AUTONEWS

Fabiana, wife and "deputy" of Guaidò on a mission from Chile to the White House


Wed, 27 Mar 2019 14:38:06 +0100

Until three months ago she was an anonymous girl from Caracas, originally from the Andean region of Merida, who was trying to put together some money by selling t-shirts and women's shirts on the Internet. She had just become a mother, her husband an equally unknown opposition deputy, who in her Christmas pictures with her and little Miranda was smiling behind a toothbrush.

Today, at only 26, Fabiana Rosales will go through the door of the White House to meet Secretary of State Mike Pence, and try to open a new phase in the stalemate of the Venezuelan crisis. Where a country literally in the dark - over 90 percent of homes suffer another devastating blackout - remains governed by force of arms by Nicolás Maduro but largely recognizes the legitimacy of the leadership of Fabiana's husband, Juan Guaidó.

Among the many things invented in recent times in Venezuela there is also this, the first encargada lady, as defined by her press men, something we can translate as the first lady shadow. Fabiana accompanies Guaidó in rallies in Caracas, then followed him on his journey to South America in search of consensus last month, and now moves abroad alone as an ambassador for the fight against dictatorship. For at least two reasons: the husband must stay in Venezuela to keep the opposition compact and then not to risk being rejected on his return, as might have happened the last time. Venezuela does not really need a shadow president in exile.

After flying to Chile and Peru to meet with her husband's two heads of state and lecture at universities, Fabiana is now in the United States. In the heart of the empire that according to the chavismo narrative would be at the origin of all the problems of Venezuela, lack of light included.

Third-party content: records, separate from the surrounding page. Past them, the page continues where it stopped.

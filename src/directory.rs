//! Directory source abstraction
//!
//! A directory source supplies the raw candidate lists the resolver works on:
//! the full team roster, player name search results, and direct id lookups.

use async_trait::async_trait;
use reqwest::StatusCode;
use thiserror::Error;

use crate::resolver::Candidate;

/// The directory source could not be reached or returned unusable data.
///
/// Every variant means the source is unavailable for this lookup. Errors are
/// surfaced to the caller unchanged and never retried.
#[derive(Debug, Error)]
pub enum SourceError {
    #[error("request to {url} failed")]
    Request {
        url: String,
        #[source]
        source: reqwest::Error,
    },

    #[error("HTTP {status} from {url}{}", hint_suffix(.hint))]
    Status {
        status: StatusCode,
        url: String,
        hint: Option<&'static str>,
    },

    #[error("malformed response from {url}")]
    Malformed {
        url: String,
        #[source]
        source: serde_json::Error,
    },
}

fn hint_suffix(hint: &Option<&'static str>) -> String {
    hint.map(|h| format!("\nHint: {h}")).unwrap_or_default()
}

/// Supplier of team and player candidates
#[async_trait]
pub trait DirectorySource: Send + Sync {
    /// Full roster of teams, fetched fresh on every call
    async fn list_all_teams(&self) -> Result<Vec<Candidate>, SourceError>;

    /// Players matching a name, in source order
    async fn search_players_by_name(&self, name: &str) -> Result<Vec<Candidate>, SourceError>;

    /// Look up a single player by identifier
    async fn player_by_id(&self, id: &str) -> Result<Option<Candidate>, SourceError>;

    /// Whether a player with this identifier exists
    async fn player_exists(&self, id: &str) -> Result<bool, SourceError> {
        Ok(self.player_by_id(id).await?.is_some())
    }
}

Fabiana and Juan met seven years ago, in an opposition march where they both sympathized with the Voluntad Popular party. She is the daughter of a farmer and a journalist, she accompanied both her father to sell fruit with a pickup truck, and her mother in her reportage, finally becoming fond of this last profession, studied at the university.

His parable is typical of the Venezuelan middle class in recent years, devastated by the economic crisis and the deterioration of the country. His father died five years ago from a heart attack, which became fatal due to lack of medicine and an immediate hospitalization; she herself was kidnapped and kidnapped by bandits in Caracas; and with her husband and daughter she lives in an apartment rented in the capital by friends who have fled abroad, because the construction of their home is paralyzed by the crisis. It is precisely this situation of total normality, for better or for worse - then transmitted through a skilful marketing operation - that has exploded beyond all expectations the popularity of the Guaidó couple in Venezuelan society. And that made a figure of the opposition gain credibility abroad, as never before in the twenty years of chavista.

In a granted interview as soon as it arrived in the United States, Fabiana Rosales reiterated the platform developed by her husband point by point, but also confirmed the choice of wanting to look like a simple adjuvant. I am mainly a mother, a sister and a wife, she replied to the AP agency. For the political analyst Dimitris Pantoulas, the Guaidó also send a message to the Venezuelan middle class. Fabiana is young, pretty, professional and socially committed, but somehow even traditionalist, she says.